___ Records shown ___

/// Create a centered rectangle with fixed width and height
fn centered_rect_fixed(width: u16, height: u16, area: Rect) -> Rect {
    let width = width.min(area.width);
    let height = height.min(area.height);
    let x = area.x + (area.width.saturating_sub(width)) / 2;
    let y = area.y + (area.height.saturating_sub(height)) / 2;
    Rect {
        x,
        y,
        width,
        height,
    }
}

fn render_init_popup(frame: &mut Frame, app: &App) {
    let popup_area = centered_rect_fixed(44, 7, frame.area());
    frame.render_widget(Clear, popup_area);

    let block = Block::bordered().title(" Initialize competition ");
    frame.render_widget(block.clone(), popup_area);
    let inner = block.inner(popup_area);

    let chunks = Layout::vertical([
        Constraint::Length(1),
        Constraint::Length(1),
        Constraint::Length(1),
        Constraint::Length(1),
        Constraint::Length(1),
    ])
    .split(inner);

    let labels = ["countries n (>=1):", "men's events m:", "women's events w:"];
    for (i, label) in labels.iter().enumerate() {
        let active = app.init_form.field == i;
        let value = &app.init_form.values[i];
        let cursor = if active { "|" } else { "" };
        let style = if active {
            Style::default().fg(theme::TITLE_COLOR)
        } else {
            Style::default()
        };
        let line = Line::from(vec![
            Span::styled(format!("{:<20}", label), style),
            Span::raw(format!("{}{}", value, cursor)),
        ]);
        frame.render_widget(Paragraph::new(line), chunks[i]);
    }

    let help = Paragraph::new("Tab: next field | Enter: create | Esc: cancel")
        .style(Style::default().fg(theme::MUTED));
    frame.render_widget(help, chunks[4]);
}

fn render_cell_popup(frame: &mut Frame, app: &App) {
    let popup_area = centered_rect_fixed(36, 5, frame.area());
    frame.render_widget(Clear, popup_area);

    let title = format!(" Placement {} — country id ", app.entry_col);
    let block = Block::bordered().title(title);
    frame.render_widget(block.clone(), popup_area);
    let inner = block.inner(popup_area);

    let chunks = Layout::vertical([Constraint::Length(1), Constraint::Length(1)]).split(inner);

    frame.render_widget(
        Paragraph::new(format!("{}|", app.cell_input)),
        chunks[0],
    );
    let help = Paragraph::new("Enter: set | Esc: cancel | empty = clear")
        .style(Style::default().fg(theme::MUTED));
    frame.render_widget(help, chunks[1]);
}

fn render_query_popup(frame: &mut Frame, app: &App) {
    let popup_area = centered_rect_fixed(36, 5, frame.area());
    frame.render_widget(Clear, popup_area);

    let title = match app.query_kind {
        QueryKind::Country => " Country id ",
        QueryKind::Event => " Event id ",
    };
    let block = Block::bordered().title(title);
    frame.render_widget(block.clone(), popup_area);
    let inner = block.inner(popup_area);

    let chunks = Layout::vertical([Constraint::Length(1), Constraint::Length(1)]).split(inner);

    frame.render_widget(
        Paragraph::new(format!("{}|", app.query_input)),
        chunks[0],
    );
    let help =
        Paragraph::new("Enter: query | Esc: cancel").style(Style::default().fg(theme::MUTED));
    frame.render_widget(help, chunks[1]);
}

fn render_help_popup(frame: &mut Frame) {
    let popup_area = centered_rect_fixed(52, 18, frame.area());
    frame.render_widget(Clear, popup_area);

    let block = Block::bordered().title(" Keyboard Shortcuts ");
    frame.render_widget(block.clone(), popup_area);
    let inner = block.inner(popup_area);

    let key_style = Style::default().fg(Color::Cyan).bold();
    let help_lines = vec![
        Line::from(vec![
            Span::styled("j/k, h/l      ", key_style),
            Span::raw("Move around the entry table"),
        ]),
        Line::from(vec![
            Span::styled("Enter         ", key_style),
            Span::raw("Edit the selected placement"),
        ]),
        Line::from(vec![
            Span::styled("t / Space     ", key_style),
            Span::raw("Toggle top 3 / top 5 (on entry tab)"),
        ]),
        Line::from(vec![
            Span::styled("x             ", key_style),
            Span::raw("Clear the selected placement"),
        ]),
        Line::from(vec![
            Span::styled("v             ", key_style),
            Span::raw("Validate all entries"),
        ]),
        Line::from(vec![
            Span::styled("i             ", key_style),
            Span::raw("Initialize (discards entries)"),
        ]),
        Line::from(vec![
            Span::styled("d             ", key_style),
            Span::raw("Load sample data"),
        ]),
        Line::from(vec![
            Span::styled("c/t/m/w       ", key_style),
            Span::raw("Sort standings (on standings tab)"),
        ]),
        Line::from(vec![
            Span::styled("c / e         ", key_style),
            Span::raw("Query by country / event (on query tab)"),
        ]),
        Line::from(vec![
            Span::styled("Tab/Shift-Tab ", key_style),
            Span::raw("Switch tabs"),
        ]),
        Line::from(vec![
            Span::styled("?             ", key_style),
            Span::raw("Show/hide this help"),
        ]),
        Line::from(vec![
            Span::styled("q / Ctrl-c    ", key_style),
            Span::raw("Quit"),
        ]),
        Line::from(""),
        Line::from(Span::styled(
            "Press any key to close",
            Style::default().fg(theme::MUTED),
        )),
    ];

    frame.render_widget(Paragraph::new(help_lines), inner);
}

___

§ **What you are asked to do**:
For this exercise, retype each entry from above exactly as it stands.

§ **Expected answer**:
/// Create a centered rectangle with fixed width and height
fn centered_rect_fixed(width: u16, height: u16, area: Rect) -> Rect {
    let width = width.min(area.width);
    let height = height.min(area.height);
    let x = area.x + (area.width.saturating_sub(width)) / 2;
    let y = area.y + (area.height.saturating_sub(height)) / 2;
    Rect {
        x,
        y,
        width,
        height,
    }
}

fn render_init_popup(frame: &mut Frame, app: &App) {
    let popup_area = centered_rect_fixed(44, 7, frame.area());
    frame.render_widget(Clear, popup_area);

    let block = Block::bordered().title(" Initialize competition ");
    frame.render_widget(block.clone(), popup_area);
    let inner = block.inner(popup_area);

    let chunks = Layout::vertical([
        Constraint::Length(1),
        Constraint::Length(1),
        Constraint::Length(1),
        Constraint::Length(1),
        Constraint::Length(1),
    ])
    .split(inner);

    let labels = ["countries n (>=1):", "men's events m:", "women's events w:"];
    for (i, label) in labels.iter().enumerate() {
        let active = app.init_form.field == i;
        let value = &app.init_form.values[i];
        let cursor = if active { "|" } else { "" };
        let style = if active {
            Style::default().fg(theme::TITLE_COLOR)
        } else {
            Style::default()
        };
        let line = Line::from(vec![
            Span::styled(format!("{:<20}", label), style),
            Span::raw(format!("{}{}", value, cursor)),
        ]);
        frame.render_widget(Paragraph::new(line), chunks[i]);
    }

    let help = Paragraph::new("Tab: next field | Enter: create | Esc: cancel")
        .style(Style::default().fg(theme::MUTED));
    frame.render_widget(help, chunks[4]);
}

fn render_cell_popup(frame: &mut Frame, app: &App) {
    let popup_area = centered_rect_fixed(36, 5, frame.area());
    frame.render_widget(Clear, popup_area);

    let title = format!(" Placement {} — country id ", app.entry_col);
    let block = Block::bordered().title(title);
    frame.render_widget(block.clone(), popup_area);
    let inner = block.inner(popup_area);

    let chunks = Layout::vertical([Constraint::Length(1), Constraint::Length(1)]).split(inner);

    frame.render_widget(
        Paragraph::new(format!("{}|", app.cell_input)),
        chunks[0],
    );
    let help = Paragraph::new("Enter: set | Esc: cancel | empty = clear")
        .style(Style::default().fg(theme::MUTED));
    frame.render_widget(help, chunks[1]);
}

fn render_query_popup(frame: &mut Frame, app: &App) {
    let popup_area = centered_rect_fixed(36, 5, frame.area());
    frame.render_widget(Clear, popup_area);

    let title = match app.query_kind {
        QueryKind::Country => " Country id ",
        QueryKind::Event => " Event id ",
    };
    let block = Block::bordered().title(title);
    frame.render_widget(block.clone(), popup_area);
    let inner = block.inner(popup_area);

    let chunks = Layout::vertical([Constraint::Length(1), Constraint::Length(1)]).split(inner);

    frame.render_widget(
        Paragraph::new(format!("{}|", app.query_input)),
        chunks[0],
    );
    let help =
        Paragraph::new("Enter: query | Esc: cancel").style(Style::default().fg(theme::MUTED));
    frame.render_widget(help, chunks[1]);
}

fn render_help_popup(frame: &mut Frame) {
    let popup_area = centered_rect_fixed(52, 18, frame.area());
    frame.render_widget(Clear, popup_area);

    let block = Block::bordered().title(" Keyboard Shortcuts ");
    frame.render_widget(block.clone(), popup_area);
    let inner = block.inner(popup_area);

    let key_style = Style::default().fg(Color::Cyan).bold();
    let help_lines = vec![
        Line::from(vec![
            Span::styled("j/k, h/l      ", key_style),
            Span::raw("Move around the entry table"),
        ]),
        Line::from(vec![
            Span::styled("Enter         ", key_style),
            Span::raw("Edit the selected placement"),
        ]),
        Line::from(vec![
            Span::styled("t / Space     ", key_style),
            Span::raw("Toggle top 3 / top 5 (on entry tab)"),
        ]),
        Line::from(vec![
            Span::styled("x             ", key_style),
            Span::raw("Clear the selected placement"),
        ]),
        Line::from(vec![
            Span::styled("v             ", key_style),
            Span::raw("Validate all entries"),
        ]),
        Line::from(vec![
            Span::styled("i             ", key_style),
            Span::raw("Initialize (discards entries)"),
        ]),
        Line::from(vec![
            Span::styled("d             ", key_style),
            Span::raw("Load sample data"),
        ]),
        Line::from(vec![
            Span::styled("c/t/m/w       ", key_style),
            Span::raw("Sort standings (on standings tab)"),
        ]),
        Line::from(vec![
            Span::styled("c / e         ", key_style),
            Span::raw("Query by country / event (on query tab)"),
        ]),
        Line::from(vec![
            Span::styled("Tab/Shift-Tab ", key_style),
            Span::raw("Switch tabs"),
        ]),
        Line::from(vec![
            Span::styled("?             ", key_style),
            Span::raw("Show/hide this help"),
        ]),
        Line::from(vec![
            Span::styled("q / Ctrl-c    ", key_style),
            Span::raw("Quit"),
        ]),
        Line::from(""),
        Line::from(Span::styled(
            "Press any key to close",
            Style::default().fg(theme::MUTED),
        )),
    ];

    frame.render_widget(Paragraph::new(help_lines), inner);
}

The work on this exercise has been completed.